I really think that these policies could lead to the downfall of traditional news outlets. I have absolutely no desire to pay money for information that should be easily available. Hell, if you are going to charge I can't see a $3 fee! A couple hundred words are worth $3 in storage? No way. Perhaps if I asked them to mail me the copy of the article then $3 would be reasonable.
"There isn't a compelling business argument today that would suggest that giving away our content is a good idea," Nisenholtz said. Even though the Lexis-Nexis deal is an all-you-can-eat model -- not based on usage -- the Times can ill afford to undermine its relationship with such an important customer. It simply can't charge Lexis-Nexis tens of millions of dollars while giving away the same content free over the Web.

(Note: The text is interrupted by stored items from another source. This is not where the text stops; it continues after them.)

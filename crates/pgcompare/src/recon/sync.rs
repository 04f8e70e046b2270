//! Shared synchronization state for one table's worker fleet.
//!
//! Typed counters and flags replace ad-hoc shared booleans: extractors
//! decrement a per-side running counter, the last one out raises that
//! side's complete flag, and loaders bump a completion counter the
//! reconciler can observe. The observer's throttle flag is a single
//! atomic boolean the extractors honor before each enqueue.

use crate::model::Side;
use std::sync::atomic::{AtomicBool, AtomicU64, AtomicUsize, Ordering};

#[derive(Debug, Default)]
pub struct SideState {
    running_extractors: AtomicUsize,
    complete: AtomicBool,
    rows_extracted: AtomicU64,
    rows_loaded: AtomicU64,
}

#[derive(Debug, Default)]
pub struct SyncState {
    source: SideState,
    target: SideState,
    loaders_complete: AtomicUsize,
    extract_errors: AtomicUsize,
    throttle: AtomicBool,
}

impl SyncState {
    pub fn new() -> Self {
        Self::default()
    }

    fn side(&self, side: Side) -> &SideState {
        match side {
            Side::Source => &self.source,
            Side::Target => &self.target,
        }
    }

    pub fn extractor_started(&self, side: Side) {
        self.side(side)
            .running_extractors
            .fetch_add(1, Ordering::SeqCst);
    }

    /// Mark one extractor finished; the last one raises the side's
    /// complete flag.
    pub fn extractor_finished(&self, side: Side) {
        let state = self.side(side);
        if state.running_extractors.fetch_sub(1, Ordering::SeqCst) == 1 {
            state.complete.store(true, Ordering::SeqCst);
        }
    }

    pub fn side_complete(&self, side: Side) -> bool {
        self.side(side).complete.load(Ordering::Relaxed)
    }

    pub fn add_rows_extracted(&self, side: Side, rows: u64) -> u64 {
        self.side(side)
            .rows_extracted
            .fetch_add(rows, Ordering::Relaxed)
            + rows
    }

    pub fn add_rows_loaded(&self, side: Side, rows: u64) {
        self.side(side)
            .rows_loaded
            .fetch_add(rows, Ordering::Relaxed);
    }

    pub fn rows_extracted(&self, side: Side) -> u64 {
        self.side(side).rows_extracted.load(Ordering::Relaxed)
    }

    pub fn rows_loaded(&self, side: Side) -> u64 {
        self.side(side).rows_loaded.load(Ordering::Relaxed)
    }

    /// Rows extracted but not yet persisted, across both sides. This is
    /// the volume the observer throttles on.
    pub fn backlog(&self) -> u64 {
        let extracted =
            self.rows_extracted(Side::Source) + self.rows_extracted(Side::Target);
        let loaded = self.rows_loaded(Side::Source) + self.rows_loaded(Side::Target);
        extracted.saturating_sub(loaded)
    }

    pub fn loader_finished(&self) {
        self.loaders_complete.fetch_add(1, Ordering::SeqCst);
    }

    pub fn loaders_complete(&self) -> usize {
        self.loaders_complete.load(Ordering::Relaxed)
    }

    pub fn record_extract_error(&self) {
        self.extract_errors.fetch_add(1, Ordering::SeqCst);
    }

    pub fn extract_errors(&self) -> usize {
        self.extract_errors.load(Ordering::Relaxed)
    }

    pub fn set_throttle(&self, on: bool) {
        self.throttle.store(on, Ordering::SeqCst);
    }

    pub fn is_throttled(&self) -> bool {
        self.throttle.load(Ordering::Relaxed)
    }
}

#[cfg(test)]
mod tests {
    use super::*;

    #[test]
    fn last_extractor_raises_complete() {
        let sync = SyncState::new();
        sync.extractor_started(Side::Source);
        sync.extractor_started(Side::Source);
        assert!(!sync.side_complete(Side::Source));

        sync.extractor_finished(Side::Source);
        assert!(!sync.side_complete(Side::Source));
        sync.extractor_finished(Side::Source);
        assert!(sync.side_complete(Side::Source));
        assert!(!sync.side_complete(Side::Target));
    }

    #[test]
    fn backlog_tracks_extracted_minus_loaded() {
        let sync = SyncState::new();
        sync.add_rows_extracted(Side::Source, 1000);
        sync.add_rows_extracted(Side::Target, 500);
        assert_eq!(sync.backlog(), 1500);
        sync.add_rows_loaded(Side::Source, 900);
        assert_eq!(sync.backlog(), 600);
    }

    #[test]
    fn throttle_flag_round_trip() {
        let sync = SyncState::new();
        assert!(!sync.is_throttled());
        sync.set_throttle(true);
        assert!(sync.is_throttled());
        sync.set_throttle(false);
        assert!(!sync.is_throttled());
    }
}
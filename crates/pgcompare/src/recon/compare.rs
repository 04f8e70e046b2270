//! Repository-side set-difference: classify staged rows into equal,
//! not_equal, and one-sided-missing verdicts and record findings.
//!
//! Tie-break: a pk_hash present on both sides with distinct column hashes
//! is always `not_equal`, never `missing`; the missing queries therefore
//! exclude any pk_hash that exists on the other side at all.

use crate::error::Result;
use crate::model::{CompareCounts, Side};
use crate::repo::RepoPool;
use tracing::info;

/// Count of rows whose pk and column hashes match on both sides.
fn equal_count_sql() -> String {
    "SELECT COUNT(*) FROM dc_source s \
     JOIN dc_target t ON t.tid = s.tid AND t.batch_nbr = s.batch_nbr \
                     AND t.pk_hash = s.pk_hash AND t.column_hash = s.column_hash \
     WHERE s.tid = $1 AND s.batch_nbr = $2"
        .to_string()
}

/// Insert `not_equal` findings for one side: pk matches, columns differ.
fn not_equal_sql(side: Side) -> String {
    let (own, other) = (side.staging_table(), side.other().staging_table());
    format!(
        "INSERT INTO {findings} (tid, batch_nbr, pk, status) \
         SELECT s.tid, s.batch_nbr, s.pk, 'not_equal' \
         FROM {own} s \
         JOIN {other} t ON t.tid = s.tid AND t.batch_nbr = s.batch_nbr \
                       AND t.pk_hash = s.pk_hash \
         WHERE s.tid = $1 AND s.batch_nbr = $2 \
           AND s.column_hash <> t.column_hash",
        findings = side.findings_table(),
        own = own,
        other = other
    )
}

/// Insert `missing` findings for rows present on this side only.
fn missing_sql(side: Side) -> String {
    let (own, other) = (side.staging_table(), side.other().staging_table());
    format!(
        "INSERT INTO {findings} (tid, batch_nbr, pk, status) \
         SELECT s.tid, s.batch_nbr, s.pk, 'missing' \
         FROM {own} s \
         WHERE s.tid = $1 AND s.batch_nbr = $2 \
           AND NOT EXISTS (SELECT 1 FROM {other} t \
                           WHERE t.tid = s.tid AND t.batch_nbr = s.batch_nbr \
                             AND t.pk_hash = s.pk_hash)",
        findings = side.findings_table(),
        own = own,
        other = other
    )
}

/// Run the compare for one tid/batch, writing findings and returning the
/// verdict counts.
pub async fn run_compare(repo: &RepoPool, tid: i32, batch_nbr: i32) -> Result<CompareCounts> {
    let client = repo.get().await?;

    let equal: i64 = client
        .query_one(&equal_count_sql(), &[&tid, &batch_nbr])
        .await?
        .get(0);

    // not_equal findings land on both sides; the counts are symmetric.
    let not_equal = client
        .execute(&not_equal_sql(Side::Source), &[&tid, &batch_nbr])
        .await? as i64;
    client
        .execute(&not_equal_sql(Side::Target), &[&tid, &batch_nbr])
        .await?;

    // A row present only in source is missing from the target, and the
    // other way around.
    let missing_target = client
        .execute(&missing_sql(Side::Source), &[&tid, &batch_nbr])
        .await? as i64;
    let missing_source = client
        .execute(&missing_sql(Side::Target), &[&tid, &batch_nbr])
        .await? as i64;

    let counts = CompareCounts {
        equal,
        not_equal,
        missing_source,
        missing_target,
    };
    info!(
        "compare tid {}: equal={} notEqual={} missingSource={} missingTarget={}",
        tid, counts.equal, counts.not_equal, counts.missing_source, counts.missing_target
    );
    Ok(counts)
}

#[cfg(test)]
mod tests {
    use super::*;

    #[test]
    fn equal_requires_both_hashes() {
        let sql = equal_count_sql();
        assert!(sql.contains("t.pk_hash = s.pk_hash"));
        assert!(sql.contains("t.column_hash = s.column_hash"));
    }

    #[test]
    fn not_equal_joins_on_pk_hash_only() {
        let sql = not_equal_sql(Side::Source);
        assert!(sql.contains("INSERT INTO dc_source_findings"));
        assert!(sql.contains("JOIN dc_target t"));
        assert!(sql.contains("t.pk_hash = s.pk_hash"));
        assert!(sql.contains("s.column_hash <> t.column_hash"));
        assert!(!sql.contains("NOT EXISTS"));
    }

    #[test]
    fn missing_excludes_any_pk_match() {
        // Any pk_hash present on the other side (equal or not) keeps the
        // row out of the missing verdict.
        let sql = missing_sql(Side::Source);
        assert!(sql.contains("INSERT INTO dc_source_findings"));
        assert!(sql.contains("NOT EXISTS"));
        assert!(sql.contains("t.pk_hash = s.pk_hash"));
        assert!(!sql.contains("column_hash"));
    }

    #[test]
    fn target_side_mirrors_source() {
        let sql = missing_sql(Side::Target);
        assert!(sql.contains("INSERT INTO dc_target_findings"));
        assert!(sql.contains("FROM dc_target s"));
        assert!(sql.contains("FROM dc_source t"));
    }
}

The argument that makes sense is that people aren't going to be willing to pay you $3 for a computer copy of an article that is only a couple hundred words. Make the fee something reasonable or watch as you begin to waste a lot of money paying the third party archive to host your data and no one retrives it. Perhaps a rival newspaper would open their database up and people would start going to them instead. We can always hope.
What a bunch of bastards. Great paper though.
Buy the President
While the NYT may fare dismally in search rankings, I suspect their online influence is still strong. Many of the top hits on a given subject may not link to nyt.com but i'll wager that a number of them are blogs that reference Times material. Just a thought.
harmonious design
I think this touches upon a much larger problem.
Traditionally, libraries were the ultimate source of information. They were organised and well indexed - to help one find what they are looking for.
The internet has become an "instant library" to a lot of us. In ways, the internet is better than a library. Searching is trivial and the amount of information staggering. However, a lot of information is getting lost. I'm aware that there are Archiving sites, but often, these sites cannot index or record the information that sites present from their own MySQL/Oracle databases.
Search engines are really only good for searching a static site, and don't particularly scale well to sites that have content that change frequently.
It all boils down to this: HTML+Search Engine is not a good combination for giving people access to information over a long period of time. Web sites come and go (depending on the interest of their maintainters) and when they go, they're gone for good.
We need to start distributing the content on a global scale - the same way books distribute content among many people.
[ Monday is a terrible way to spend one seventh of your life. ]
Tons of websites require you to register, not to mention discussion boards of every flava.
/. has the AC option... I wish more websites would offer a similar thing to people, and a few more benefits to registered users, and a few more benefits to paying customers.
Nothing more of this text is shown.